Quantum annealing technology is of interest to government and commercial entities, as it could provide enormous performance improvements in solving hard classical optimization problems such as resource allocation and scheduling, planning, navigation, circuit and network design and validation, and pattern recognition, etc.
An important limitation of existing quantum annealing technology for classical optimization is the limited connectivity of the physical spin qubit hardware. Since each qubit nominally represents a binary variable in the optimization problem to be solved, and the connections made between them encode that problem (in the form of constraints), limited physical hardware connectivity translates to a limited complexity of the optimization problems that can be posed on that hardware. Some existing systems attempt to solve this problem using a technique known as “embedding,” in which physical spin qubits with small connectivity are grouped together to form “logical spin qubits” with higher connectivity.
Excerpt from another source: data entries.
//! Resource definitions (propellants, electric charge, ore, ...).

use std::fmt;

use serde::{Deserialize, Serialize};

/// How a resource may move between parts of a vessel.
#[derive(Debug, Clone, Copy, PartialEq, Eq, Hash, Serialize, Deserialize)]
#[serde(rename_all = "SCREAMING_SNAKE_CASE")]
pub enum FlowMode {
    NoFlow,
    AllVessel,
    StagePriorityFlow,
    StageStackFlow,
    StageLocked,
}

impl FlowMode {
    pub const ALL: [FlowMode; 5] = [
        FlowMode::NoFlow,
        FlowMode::AllVessel,
        FlowMode::StagePriorityFlow,
        FlowMode::StageStackFlow,
        FlowMode::StageLocked,
    ];

    pub fn as_str(self) -> &'static str {
        match self {
            FlowMode::NoFlow => "NO_FLOW",
            FlowMode::AllVessel => "ALL_VESSEL",
            FlowMode::StagePriorityFlow => "STAGE_PRIORITY_FLOW",
            FlowMode::StageStackFlow => "STAGE_STACK_FLOW",
            FlowMode::StageLocked => "STAGE_LOCKED",
        }
    }

    pub fn parse(value: &str) -> Option<Self> {
        Self::ALL.into_iter().find(|m| m.as_str() == value)
    }

    /// Flow modes that are consistent with a non-transferable resource.
    pub fn allows_locked_resource(self) -> bool {
        matches!(self, FlowMode::NoFlow | FlowMode::StageLocked)
    }
}

impl fmt::Display for FlowMode {
    fn fmt(&self, f: &mut fmt::Formatter<'_>) -> fmt::Result {
        f.write_str(self.as_str())
    }
}

#[derive(Debug, Clone, PartialEq, Serialize, Deserialize)]
#[serde(rename_all = "camelCase")]
pub struct ResourceDefinition {
    pub id: String,
    pub name: String,
    /// Mass per unit, in tonnes.
    pub density: f64,
    #[serde(default)]
    pub unit_cost: f64,
    #[serde(default = "default_transferable")]
    pub transferable: bool,
    pub flow_mode: FlowMode,
    /// RGB or RGBA, each component in `[0, 1]`.
    #[serde(default)]
    pub color: Vec<f64>,
    #[serde(default, skip_serializing_if = "Option::is_none")]
    pub specific_energy: Option<f64>,
}

fn default_transferable() -> bool {
    true
}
In some existing systems, hardware coupling between spin qubits is engineered using additional “coupler” qubits, with each pairwise 2-spin coupling implemented by a single coupler qubit, inductively coupled to two spins. Making a large number of such direct inductive connections to a single quantum spin is simply not possible due to the small size of the qubits, the corresponding geometrical constraints, and the large inductive loading of the spin that would result. Thus, existing systems can support at most six pairwise connections to each spin.